24 mars 2020

Le journal du confinement semaine 1




C'était dans l'air. Depuis quelques jours, il était impératif qu'on m'équipât du matériel d'enregistrement à la maison, dans la perspective d'un confinement. Lundi 16 mars fin de matinée. Mes collègues disparaissent rapidement, du moins ceux qui restent. Cependant qu'un autre vient m'installer de quoi télétravailler en début d'après-midi, je retourne au bureau. Il est quasiment 16H quand j'ouvre la porte de la radio. Il n'y a plus personne. Célia, ma stagiaire, n'aura pas fait une semaine complète. On l'a priée de partir sans qu'elle puisse me saluer. On remettra ça. Je vais m'atteler à la tâche comme chaque fin d'après-midi, préparant les journaux du soir avec un ordinateur en moins, délocalisé chez moi. Je me sens comme seul au monde dans cet immeuble silencieux au commerce endormi. Je me souviens de mon dernier jour sous les drapeaux, quand je traînais pour réintégrer mon foyer. Le soleil se couche, je considère une dernière fois ces locaux vides avant le saut dans l'inconnu. Je ne sais pas quand je reviendrai. Je ne sais pas si je vais revenir. Ce maudit fléau qui malmène la planète frappe sans qu'on ne le voie. J'ai un déchirement au cœur, comme quand je dois prendre congé de mon épouse à l'aéroport de Zurich.

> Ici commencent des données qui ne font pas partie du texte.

//! Platform abstraction layer
//!
//! Browser bindings for the render surface. Storage lives in
//! `persistence`; input wiring lives in the binary.

#[cfg(target_arch = "wasm32")]
pub mod canvas;

#[cfg(target_arch = "wasm32")]
pub use canvas::CanvasSurface;

/// CSS color string for an RGBA color
pub fn css_color(color: [f32; 4]) -> String {
    let channel = |c: f32| (c.clamp(0.0, 1.0) * 255.0).round() as u8;
    format!(
        "rgba({}, {}, {}, {})",
        channel(color[0]),
        channel(color[1]),
        channel(color[2]),
        color[3].clamp(0.0, 1.0)
    )
}

#[cfg(test)]
mod tests {
    use super::*;
    use crate::{rgb, rgba};

    #[test]
    fn test_css_color() {
        assert_eq!(css_color(rgb(0xffdd59)), "rgba(255, 221, 89, 1)");
        assert_eq!(css_color(rgba(0xffffff, 0.7)), "rgba(255, 255, 255, 0.7)");
    }
}
//! Game loop orchestrator
//!
//! Owns the current session and the `Idle -> Running -> Ended -> Running`
//! state machine. Hosts call the command methods from input handlers and
//! `frame` once per display refresh, rescheduling only while it returns
//! `LoopControl::Continue`.

use rand::SeedableRng;
use rand_pcg::Pcg32;

use crate::highscores::BestScore;
use crate::persistence::ScoreStore;
use crate::renderer::{RenderSurface, SceneView, draw};
use crate::settings::Settings;
use crate::sim::particles::spawn_burst;
use crate::sim::{GameEvent, GamePhase, Session, SessionSummary, Sky, tick};
use crate::theme::{Theme, ThemeName};
use crate::tuning::Tuning;

/// Whether the host should schedule another frame
#[derive(Debug, Clone, Copy, PartialEq, Eq)]
pub enum LoopControl {
    Continue,
    Stop,
}

pub struct Game {
    phase: GamePhase,
    session: Session,
    sky: Sky,
    tuning: Tuning,
    settings: Settings,
    best: BestScore,
    rng: Pcg32,
    summary: Option<SessionSummary>,
    /// Events raised by commands since the last `update`
    pending: Vec<GameEvent>,
}

impl Game {
    /// New game waiting at the start prompt
    ///
    /// `best` is the persisted best score, read once by the host.
    pub fn new(seed: u64, tuning: Tuning, settings: Settings, best: BestScore) -> Self {
        let mut rng = Pcg32::seed_from_u64(seed);
        let sky = Sky::new(&tuning, &mut rng);
        log::info!(
            "Game created (seed {}, theme {}, best {})",
            seed,
            settings.theme,
            best.value
        );
        Self {
            phase: GamePhase::Idle,
            session: Session::new(&tuning),
            sky,
            tuning,
            settings,
            best,
            rng,
            summary: None,
            pending: Vec::new(),
        }
    }

    pub fn phase(&self) -> GamePhase {
        self.phase
    }

    pub fn session(&self) -> &Session {
        &self.session
    }

    pub fn sky(&self) -> &Sky {
        &self.sky
    }

    pub fn tuning(&self) -> &Tuning {
        &self.tuning
    }

    pub fn settings(&self) -> &Settings {
        &self.settings
    }

    pub fn best(&self) -> u32 {
        self.best.value
    }

    pub fn score(&self) -> u32 {
        self.session.score
    }

    /// Summary of the last finished run, while `Ended`
    pub fn summary(&self) -> Option<SessionSummary> {
        self.summary
    }

    /// Start the first run from the start prompt
    pub fn start(&mut self) -> bool {
        if self.phase != GamePhase::Idle {
            log::debug!("start ignored in {:?}", self.phase);
            return false;
        }
        self.begin_session();
        true
    }

    /// Start a fresh run from the game-over summary
    pub fn restart(&mut self) -> bool {
        if self.phase != GamePhase::Ended {
            log::debug!("restart ignored in {:?}", self.phase);
            return false;
        }
        self.begin_session();
        true
    }

    /// Flap; only meaningful while running
    pub fn jump(&mut self) -> bool {
        if self.phase != GamePhase::Running {
            log::debug!("jump ignored in {:?}", self.phase);
            return false;
        }
        self.session.bird.impulse();
        spawn_burst(
            &mut self.session.particles,
            self.session.bird.pos,
            self.tuning.jump_burst,
            &self.tuning,
            &mut self.rng,
        );
        self.pending.push(GameEvent::Jumped);
        true
    }

    /// Single "tap" input: flap while running, restart from the summary
    pub fn tap(&mut self) -> bool {
        match self.phase {
            GamePhase::Running => self.jump(),
            GamePhase::Ended => self.restart(),
            GamePhase::Idle => false,
        }
    }

    /// Switch palettes by name; unknown names leave the theme unchanged
    pub fn select_theme(&mut self, name: &str) -> bool {
        match name.parse::<ThemeName>() {
            Ok(theme) => {
                self.set_theme(theme);
                true
            }
            Err(e) => {
                log::warn!("{}; keeping {}", e, self.settings.theme);
                false
            }
        }
    }

    pub fn set_theme(&mut self, theme: ThemeName) {
        if self.settings.theme != theme {
            log::info!("Theme changed to {}", theme);
            self.settings.theme = theme;
        }
    }

    pub fn theme(&self) -> &'static Theme {
        Theme::get(self.settings.theme)
    }

    pub fn set_particles_enabled(&mut self, enabled: bool) {
        self.settings.particles = enabled;
    }

    /// Advance one frame if running
    ///
    /// A raised best score is written to `store` before this returns.
    pub fn update(&mut self, now_ms: f64, store: &mut dyn ScoreStore) -> Vec<GameEvent> {
        let mut events = std::mem::take(&mut self.pending);
        if self.phase != GamePhase::Running {
            return events;
        }

        let outcome = tick(
            &mut self.session,
            &mut self.sky,
            &mut self.best,
            now_ms,
            &self.tuning,
            &mut self.rng,
        );

        if outcome
            .events
            .iter()
            .any(|e| matches!(e, GameEvent::NewBest { .. }))
        {
            self.best.save(store);
        }

        if outcome.crashed.is_some() {
            self.end_session();
        }

        events.extend(outcome.events);
        events
    }

    /// Draw the current state; never mutates the simulation
    pub fn render<S: RenderSurface + ?Sized>(&self, surface: &mut S) {
        let view = SceneView {
            session: &self.session,
            sky: &self.sky,
            theme: self.theme(),
            show_particles: self.settings.particles,
            particle_reference_life: self.tuning.particle_reference_life,
        };
        draw(surface, &view);
    }

    /// One display frame: update then render
    pub fn frame<S: RenderSurface + ?Sized>(
        &mut self,
        now_ms: f64,
        store: &mut dyn ScoreStore,
        surface: &mut S,
    ) -> (LoopControl, Vec<GameEvent>) {
        let events = self.update(now_ms, store);
        self.render(surface);
        let control = if self.phase == GamePhase::Running {
            LoopControl::Continue
        } else {
            LoopControl::Stop
        };
        (control, events)
    }

    fn begin_session(&mut self) {
        self.session = Session::new(&self.tuning);
        self.summary = None;
        self.pending.clear();
        self.pending.push(GameEvent::Started);
        self.phase = GamePhase::Running;
        log::info!("Session started (best {})", self.best.value);
    }

    fn end_session(&mut self) {
        self.phase = GamePhase::Ended;
        let summary = SessionSummary {
            score: self.session.score,
            best: self.best.value,
            new_best: self.session.new_best,
        };
        log::info!(
            "Session ended: score {}, best {}{}",
            summary.score,
            summary.best,
            if summary.new_best { " (new best)" } else { "" }
        );
        self.summary = Some(summary);
    }
}
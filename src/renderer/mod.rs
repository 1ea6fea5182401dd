//! Rendering module
//!
//! The scene is drawn onto an abstract 2D surface in field units
//! (400 x 600, y down). Hosts provide the surface: a browser canvas on
//! wasm32, or the tessellating `VertexSurface` for headless frame capture.

pub mod scene;
pub mod shapes;
pub mod tessellator;
pub mod vertex;

use glam::Vec2;

pub use scene::{SceneView, draw};
pub use tessellator::VertexSurface;
pub use vertex::Vertex;

/// RGBA, components in [0, 1]
pub type Color = [f32; 4];

/// Immediate-mode 2D drawing target
///
/// Mirrors the subset of a canvas context the game needs: solid fills, a
/// vertical gradient fill, a transform stack and a global alpha.
pub trait RenderSurface {
    fn fill_rect(&mut self, pos: Vec2, size: Vec2, color: Color);
    /// Rectangle shaded from `top` to `bottom`
    fn fill_rect_gradient(&mut self, pos: Vec2, size: Vec2, top: Color, bottom: Color);
    fn fill_circle(&mut self, center: Vec2, radius: f32, color: Color);
    /// Ellipse with semi-axes `radii`, rotated by `rotation` radians
    fn fill_ellipse(&mut self, center: Vec2, radii: Vec2, rotation: f32, color: Color);
    /// Closed convex polygon
    fn fill_polygon(&mut self, points: &[Vec2], color: Color);

    /// Push the current transform and alpha
    fn save(&mut self);
    /// Pop back to the last `save`
    fn restore(&mut self);
    fn translate(&mut self, offset: Vec2);
    fn rotate(&mut self, radians: f32);
    /// Multiplied into every subsequent fill
    fn set_global_alpha(&mut self, alpha: f32);
}
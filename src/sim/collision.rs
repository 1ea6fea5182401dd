//! Collision predicates
//!
//! Discrete per-frame checks only: the bird moves at most a few units per
//! frame, so overlap tests at frame boundaries are enough. Everything here
//! is a pure function of its arguments.

use super::avatar::Bird;
use super::obstacle::Pipe;
use crate::consts::GROUND_TOP;

/// Which boundary or obstacle ended the run
#[derive(Debug, Clone, Copy, PartialEq, Eq)]
pub enum Impact {
    Ceiling,
    Ground,
    Pipe,
}

/// Bird against the ceiling (y = 0) and the top of the ground band
pub fn bird_bounds_collision(bird: &Bird) -> Option<Impact> {
    if bird.bottom() > GROUND_TOP {
        Some(Impact::Ground)
    } else if bird.top() < 0.0 {
        Some(Impact::Ceiling)
    } else {
        None
    }
}

/// Horizontal extents of the bird and pipe intersect
#[inline]
pub fn overlaps_horizontally(bird: &Bird, pipe: &Pipe) -> bool {
    bird.right() > pipe.x && bird.left() < pipe.trailing_edge()
}

/// Bird's full vertical extent lies in `[gap_top, gap_top + gap]`
#[inline]
pub fn inside_gap(bird: &Bird, pipe: &Pipe, gap: f32) -> bool {
    pipe.gap_top <= bird.top() && bird.bottom() <= pipe.gap_bottom(gap)
}

/// Bird against one pipe pair
pub fn bird_pipe_collision(bird: &Bird, pipe: &Pipe, gap: f32) -> bool {
    overlaps_horizontally(bird, pipe) && !inside_gap(bird, pipe, gap)
}

#[cfg(test)]
mod tests {
    use super::*;
    use crate::tuning::Tuning;

    fn bird_at(y: f32) -> Bird {
        let mut bird = Bird::new(&Tuning::default());
        bird.pos.y = y;
        bird
    }

    fn pipe_at(x: f32, gap_top: f32) -> Pipe {
        Pipe {
            x,
            width: 70.0,
            gap_top,
            speed: 3.0,
            passed: false,
        }
    }

    #[test]
    fn test_gap_clearance() {
        let bird = bird_at(50.0); // extent 32..68
        assert!(!bird_pipe_collision(&bird, &pipe_at(90.0, 30.0), 180.0));
        // Gap 40..220 starts below the bird's top edge
        assert!(bird_pipe_collision(&bird, &pipe_at(90.0, 40.0), 180.0));
        assert!(bird_pipe_collision(&bird, &pipe_at(90.0, 60.0), 180.0));
    }

    #[test]
    fn test_gap_boundary_is_closed() {
        let bird = bird_at(50.0);
        // Top flush with gap top
        assert!(!bird_pipe_collision(&bird, &pipe_at(90.0, 32.0), 180.0));
        // Bottom flush with gap bottom: 68 == -112 + 180
        assert!(!bird_pipe_collision(&bird, &pipe_at(90.0, -112.0), 180.0));
        // One unit lower and the bottom pipe is hit
        assert!(bird_pipe_collision(&bird, &pipe_at(90.0, -113.0), 180.0));
    }

    #[test]
    fn test_no_horizontal_overlap() {
        let bird = bird_at(50.0); // x extent 82..118
        assert!(!bird_pipe_collision(&bird, &pipe_at(118.0, 300.0), 180.0));
        assert!(!bird_pipe_collision(&bird, &pipe_at(12.0, 300.0), 180.0));
        assert!(bird_pipe_collision(&bird, &pipe_at(117.0, 300.0), 180.0));
        assert!(bird_pipe_collision(&bird, &pipe_at(13.0, 300.0), 180.0));
    }

    #[test]
    fn test_bounds() {
        assert_eq!(bird_bounds_collision(&bird_at(300.0)), None);
        assert_eq!(bird_bounds_collision(&bird_at(18.0)), None);
        assert_eq!(bird_bounds_collision(&bird_at(17.9)), Some(Impact::Ceiling));
        assert_eq!(bird_bounds_collision(&bird_at(562.0)), None);
        assert_eq!(bird_bounds_collision(&bird_at(562.1)), Some(Impact::Ground));
    }
}
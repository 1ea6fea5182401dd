//! Render surface that tessellates into a vertex list
//!
//! Used by the native host to capture frames headlessly. Transforms are
//! applied on the CPU so the buffer is ready to draw in field units.

use std::io::{self, Write};

use glam::{Affine2, Vec2};

use super::shapes;
use super::vertex::Vertex;
use super::{Color, RenderSurface};

/// Triangles per full circle or ellipse
pub const CIRCLE_SEGMENTS: u32 = 24;

#[derive(Debug, Clone, Copy)]
struct DrawState {
    transform: Affine2,
    alpha: f32,
}

impl Default for DrawState {
    fn default() -> Self {
        Self {
            transform: Affine2::IDENTITY,
            alpha: 1.0,
        }
    }
}

/// Accumulates one frame of triangles
#[derive(Debug, Clone, Default)]
pub struct VertexSurface {
    vertices: Vec<Vertex>,
    state: DrawState,
    stack: Vec<DrawState>,
}

impl VertexSurface {
    pub fn new() -> Self {
        Self::default()
    }

    /// Start a new frame, keeping the allocation
    pub fn clear(&mut self) {
        self.vertices.clear();
        self.state = DrawState::default();
        self.stack.clear();
    }

    pub fn vertices(&self) -> &[Vertex] {
        &self.vertices
    }

    /// Raw interleaved vertex bytes for the current frame
    pub fn as_bytes(&self) -> &[u8] {
        bytemuck::cast_slice(&self.vertices)
    }

    /// Dump the frame's vertex bytes, e.g. to a capture file
    pub fn write_to<W: Write>(&self, mut out: W) -> io::Result<()> {
        out.write_all(self.as_bytes())?;
        out.flush()
    }

    /// Unbalanced `save` calls still open
    pub fn depth(&self) -> usize {
        self.stack.len()
    }

    fn push(&mut self, shape: Vec<Vertex>) {
        let DrawState { transform, alpha } = self.state;
        self.vertices.extend(shape.into_iter().map(|mut v| {
            let p = transform.transform_point2(Vec2::from(v.position));
            v.position = p.to_array();
            v.color[3] *= alpha;
            v
        }));
    }
}

impl RenderSurface for VertexSurface {
    fn fill_rect(&mut self, pos: Vec2, size: Vec2, color: Color) {
        self.push(shapes::rect(pos, size, color));
    }

    fn fill_rect_gradient(&mut self, pos: Vec2, size: Vec2, top: Color, bottom: Color) {
        self.push(shapes::rect_gradient(pos, size, top, bottom));
    }

    fn fill_circle(&mut self, center: Vec2, radius: f32, color: Color) {
        self.push(shapes::circle(center, radius, color, CIRCLE_SEGMENTS));
    }

    fn fill_ellipse(&mut self, center: Vec2, radii: Vec2, rotation: f32, color: Color) {
        self.push(shapes::ellipse(
            center,
            radii,
            rotation,
            color,
            CIRCLE_SEGMENTS,
        ));
    }

    fn fill_polygon(&mut self, points: &[Vec2], color: Color) {
        self.push(shapes::polygon(points, color));
    }

    fn save(&mut self) {
        self.stack.push(self.state);
    }

    fn restore(&mut self) {
        if let Some(state) = self.stack.pop() {
            self.state = state;
        }
    }

    fn translate(&mut self, offset: Vec2) {
        self.state.transform = self.state.transform * Affine2::from_translation(offset);
    }

    fn rotate(&mut self, radians: f32) {
        self.state.transform = self.state.transform * Affine2::from_angle(radians);
    }

    fn set_global_alpha(&mut self, alpha: f32) {
        self.state.alpha = alpha.clamp(0.0, 1.0);
    }
}

#[cfg(test)]
mod tests {
    use super::*;

    #[test]
    fn test_translate_then_rotate() {
        let mut surface = VertexSurface::new();
        surface.save();
        surface.translate(Vec2::new(100.0, 50.0));
        surface.rotate(std::f32::consts::FRAC_PI_2);
        surface.fill_polygon(&[Vec2::ZERO, Vec2::new(10.0, 0.0), Vec2::new(0.0, 10.0)], [1.0; 4]);
        surface.restore();

        let v = surface.vertices();
        assert_eq!(v.len(), 3);
        // Local +x maps to field +y after a quarter turn
        assert!((v[1].position[0] - 100.0).abs() < 1e-4);
        assert!((v[1].position[1] - 60.0).abs() < 1e-4);
        assert_eq!(surface.depth(), 0);
    }

    #[test]
    fn test_global_alpha_scales_color() {
        let mut surface = VertexSurface::new();
        surface.set_global_alpha(0.5);
        surface.fill_rect(Vec2::ZERO, Vec2::ONE, [1.0, 1.0, 1.0, 0.8]);
        assert!(surface.vertices().iter().all(|v| (v.color[3] - 0.4).abs() < 1e-6));
        assert_eq!(surface.as_bytes().len(), 6 * std::mem::size_of::<Vertex>());
    }

    #[test]
    fn test_restore_resets_alpha() {
        let mut surface = VertexSurface::new();
        surface.save();
        surface.set_global_alpha(0.2);
        surface.restore();
        surface.fill_rect(Vec2::ZERO, Vec2::ONE, [1.0; 4]);
        assert_eq!(surface.vertices()[0].color[3], 1.0);
    }

    #[test]
    fn test_write_to_dumps_frame_bytes() {
        let mut surface = VertexSurface::new();
        surface.fill_rect(Vec2::new(10.0, 20.0), Vec2::splat(5.0), [0.0, 0.5, 1.0, 1.0]);
        let mut out = Vec::new();
        surface.write_to(&mut out).unwrap();
        assert_eq!(out.len(), 6 * 24);
        assert_eq!(out.as_slice(), surface.as_bytes());

        surface.clear();
        let mut empty = Vec::new();
        surface.write_to(&mut empty).unwrap();
        assert!(empty.is_empty());
    }
}
//! Frame-stepped simulation module
//!
//! All gameplay logic lives here. This module must stay headless:
//! - One step per frame, no wall-clock reads
//! - Randomness only through an injected `Rng`
//! - No rendering or platform dependencies

pub mod autopilot;
pub mod avatar;
pub mod collision;
pub mod obstacle;
pub mod particles;
pub mod scoring;
pub mod state;
pub mod tick;

pub use avatar::Bird;
pub use collision::{Impact, bird_bounds_collision, bird_pipe_collision};
pub use obstacle::{Pipe, purge_offscreen, random_gap_top, spawn_due};
pub use particles::{Particle, spawn_burst, update_particles};
pub use scoring::{check_pass, ramp_speed};
pub use state::{Cloud, GameEvent, GamePhase, Session, SessionSummary, Sky};
pub use tick::{TickOutcome, tick};
//! Vertex types for 2D rendering

use bytemuck::{Pod, Zeroable};

/// Simple 2D vertex with position and color
///
/// Interleaved `[x, y, r, g, b, a]` as `f32`, 24 bytes per vertex.
#[repr(C)]
#[derive(Copy, Clone, Debug, PartialEq, Pod, Zeroable)]
pub struct Vertex {
    pub position: [f32; 2],
    pub color: [f32; 4],
}

impl Vertex {
    pub const fn new(x: f32, y: f32, color: [f32; 4]) -> Self {
        Self {
            position: [x, y],
            color,
        }
    }
}

/// Fixed colors for avatar details and scenery
pub mod colors {
    use crate::{rgb, rgba};

    pub const CLOUD: [f32; 4] = rgba(0xffffff, 0.7);
    pub const GROUND_DETAIL: [f32; 4] = rgb(0x3d291a);
    pub const WING: [f32; 4] = rgb(0xffcc00);
    pub const EYE: [f32; 4] = rgb(0x000000);
    pub const BEAK: [f32; 4] = rgb(0xff9500);
}

#[cfg(test)]
mod tests {
    use super::*;

    #[test]
    fn test_vertex_is_tightly_packed() {
        assert_eq!(std::mem::size_of::<Vertex>(), 24);
        let v = Vertex::new(1.0, 2.0, colors::BEAK);
        let floats: &[f32] = bytemuck::cast_slice(std::slice::from_ref(&v));
        assert_eq!(&floats[..2], &[1.0, 2.0]);
        assert_eq!(&floats[2..], &colors::BEAK);
    }
}
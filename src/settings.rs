//! Player preferences
//!
//! Stored as JSON in LocalStorage, apart from the best score.

use serde::{Deserialize, Serialize};

#[cfg(target_arch = "wasm32")]
use crate::persistence::LocalStorageStore;
use crate::theme::ThemeName;

/// Game settings/preferences
#[derive(Debug, Clone, PartialEq, Serialize, Deserialize)]
#[serde(default)]
pub struct Settings {
    /// Palette used by the renderer
    pub theme: ThemeName,
    /// Draw jump and crash particles
    pub particles: bool,
}

impl Default for Settings {
    fn default() -> Self {
        Self {
            theme: ThemeName::Default,
            particles: true,
        }
    }
}

impl Settings {
    /// LocalStorage key
    #[allow(dead_code)]
    const STORAGE_KEY: &'static str = "flappy_sky_settings";

    /// Parse stored settings; anything unreadable yields defaults
    pub fn from_json(json: &str) -> Self {
        match serde_json::from_str(json) {
            Ok(settings) => settings,
            Err(e) => {
                log::warn!("Ignoring stored settings: {}", e);
                Self::default()
            }
        }
    }

    /// Stored preferences, or defaults when nothing usable is stored
    #[cfg(target_arch = "wasm32")]
    pub fn load() -> Self {
        match LocalStorageStore::read_string(Self::STORAGE_KEY) {
            Some(json) => {
                let settings = Self::from_json(&json);
                log::info!("Settings restored (theme {})", settings.theme);
                settings
            }
            None => Self::default(),
        }
    }

    #[cfg(target_arch = "wasm32")]
    pub fn save(&self) {
        let saved = serde_json::to_string(self)
            .map(|json| LocalStorageStore::write_string(Self::STORAGE_KEY, &json))
            .unwrap_or(false);
        if !saved {
            log::warn!("Settings not saved");
        }
    }

    /// Native runs keep preferences for the process only
    #[cfg(not(target_arch = "wasm32"))]
    pub fn load() -> Self {
        Self::default()
    }

    #[cfg(not(target_arch = "wasm32"))]
    pub fn save(&self) {}
}

#[cfg(test)]
mod tests {
    use super::*;

    #[test]
    fn test_partial_json_keeps_defaults() {
        let settings = Settings::from_json(r#"{ "theme": "sunset" }"#);
        assert_eq!(settings.theme, ThemeName::Sunset);
        assert!(settings.particles);
    }

    #[test]
    fn test_unknown_theme_in_storage_falls_back() {
        let settings = Settings::from_json(r#"{ "theme": "neon", "particles": false }"#);
        assert_eq!(settings, Settings::default());
    }
}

Mardi 17 mars. Le chef de l'Etat s'est promu chef de guerre hier soir à la télé. Les Français vont apprendre le confinement. Après la fermeture des commerces dits « non essentiels » dimanche. Et l'arrêt brutal de la restauration. Ce matin, je n'ai pas de car à prendre. La trottinette va pouvoir se reposer sur ses deux roues un certain temps. Je me lève à 5H de fait, pour prendre mon poste à 5H45. Dans mon salon. J'appréhendais le travail à domicile. Or c'est comme si j'avais toujours produit depuis chez moi. Il faut dire que mon espace de travail est dévolu à mes blogs, il est propice à la création intellectuelle. Michaël m'a posé un traitement de son, un micro et une petite table de mixage. Les connexions sont établies avec la radio. Ma première journée de télétravail en 35 ans de métier se révélera productive et sans accroc. En fin de matinée, un dernier salut à maman avant le confinement. A 11H59, je suis sur le point de franchir ma porte d'entrée. Désormais il est interdit de sortir sans motif dûment justifié.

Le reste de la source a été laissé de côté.